The American rider Dave Ekins won an overall victory at the 1967 Greenhorn Enduro aboard a 100cc Zündapp, defeating competitors on much larger motorcycles. Belgian rider André Malherbe rode a Zündapp to win the 125cc European motocross championships in 1973 and again in 1974. Initially, Zündapp scooters and mopeds sold well, but later sales declined and in 1984 the company went bankrupt and closed. New legislation had destroyed the market for Zündapps high-speed 50 cc "Kleinkrafträder": to reduce noise and to reduce the accidents especially young riders had on those bikes, the new "80 cc" class was introduced. That made it much easier especially for the Japanese manufacturers to break into the previously protected market as they could easily downsize the 125 cc engines. Kreidler shared Zündapp's fate and went insolvent in 1982.

==Post bankruptcy==
After the bankruptcy, the entire production line and intellectual properties were bought by Xunda Motor Co., Tianjin, China. They produced small Zündapp motorcycles from 1987 until the early 1990s. Zündapp later produced Honda-based four-stroke motorcycles and electric mopeds in the 2010s.
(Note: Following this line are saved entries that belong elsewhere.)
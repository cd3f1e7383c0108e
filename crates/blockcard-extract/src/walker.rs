//! Structured block tree walker.

use blockcard_core::{BlockNode, ExtractionConfig, SegmentGroup};
use blockcard_parser::parse_block;
use futures::future::join_all;

use crate::resolver::RefResolver;
use crate::source::BlockSource;

/// Walks a block and its descendants into segment groups.
pub struct TreeWalker<'a, S: BlockSource + ?Sized> {
    source: &'a S,
    config: &'a ExtractionConfig,
}

impl<'a, S: BlockSource + ?Sized> TreeWalker<'a, S> {
    pub fn new(source: &'a S, config: &'a ExtractionConfig) -> Self {
        Self { source, config }
    }

    /// Collect one group per non-empty block, in pre-order: the root first
    /// (`main`, depth 0), then each child subtree in `order` sequence.
    ///
    /// Collapsed blocks are walked like open ones. A missing root or a
    /// failing source yields no groups.
    pub async fn collect(&self, uid: &str) -> Vec<SegmentGroup> {
        let tree = match self.source.fetch_block_tree(uid).await {
            Ok(Some(tree)) => tree,
            Ok(None) => {
                log::debug!("Block {} not found in source", uid);
                return Vec::new();
            }
            Err(e) if e.is_unavailable() => {
                log::debug!("Block source unavailable for {}: {}", uid, e);
                return Vec::new();
            }
            Err(e) => {
                log::warn!("Failed to fetch block tree for {}: {}", uid, e);
                return Vec::new();
            }
        };

        let visits = self.flatten(&tree);
        let resolver = RefResolver::from_config(self.source, self.config);
        let groups = visits.into_iter().map(|(depth, text)| {
            let resolver = &resolver;
            async move {
                let content = resolver.expand(parse_block(text)).await;
                if depth == 0 {
                    SegmentGroup::main(content)
                } else {
                    SegmentGroup::child(depth, content)
                }
            }
        });

        join_all(groups).await
    }

    /// Pre-order list of `(depth, text)` for every non-empty block within
    /// the depth bound.
    fn flatten<'t>(&self, tree: &'t BlockNode) -> Vec<(usize, &'t str)> {
        let mut visits = Vec::new();
        let mut stack = vec![(0usize, tree)];

        while let Some((depth, node)) = stack.pop() {
            if !node.string.trim().is_empty() {
                visits.push((depth, node.string.as_str()));
            }
            if node.children.is_empty() {
                continue;
            }
            if depth >= self.config.max_tree_depth {
                log::debug!(
                    "Not descending below block {} at depth {}",
                    node.uid,
                    depth
                );
                continue;
            }
            // Reverse so the lowest order is popped first.
            for child in node.sorted_children().into_iter().rev() {
                stack.push((depth + 1, child));
            }
        }

        visits
    }
}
Zündapp also had a technical collaboration with Royal Enfield (India) to build mopeds and motorcycles. A dedicated factory was built at Ranipet near Madras (now Chennai) in the early 1980s to manufacture small, lightweight two-stroke motorcycles to be offered along with their flagship Royal Enfield Bullet. Enfield launched two 50 cc motorcycles first, the step-thru Silver Plus and the three-speed Explorer motorcycle. Later, Enfield Fury 175 (based on Zündapp KS175) was introduced as a performance motorcycle. It had five-speed gearbox, a hydraulic Brembo disc brake and a sleeveless hard chromed cylinder barrel, all were a first on a motorcycle in that country. That being said, sales of these models were very low in the country.

In 2017, the Zündapp name returned to German hands after being purchased by Dieter Neumeyer, the grandson of company founder Fritz Neumeyer. The newly owned company subsequently produced e-bicycles and later revealed a new motorcycle concept, the ZXA 500 Adventure, at the 2022 Intermot Show in Cologne.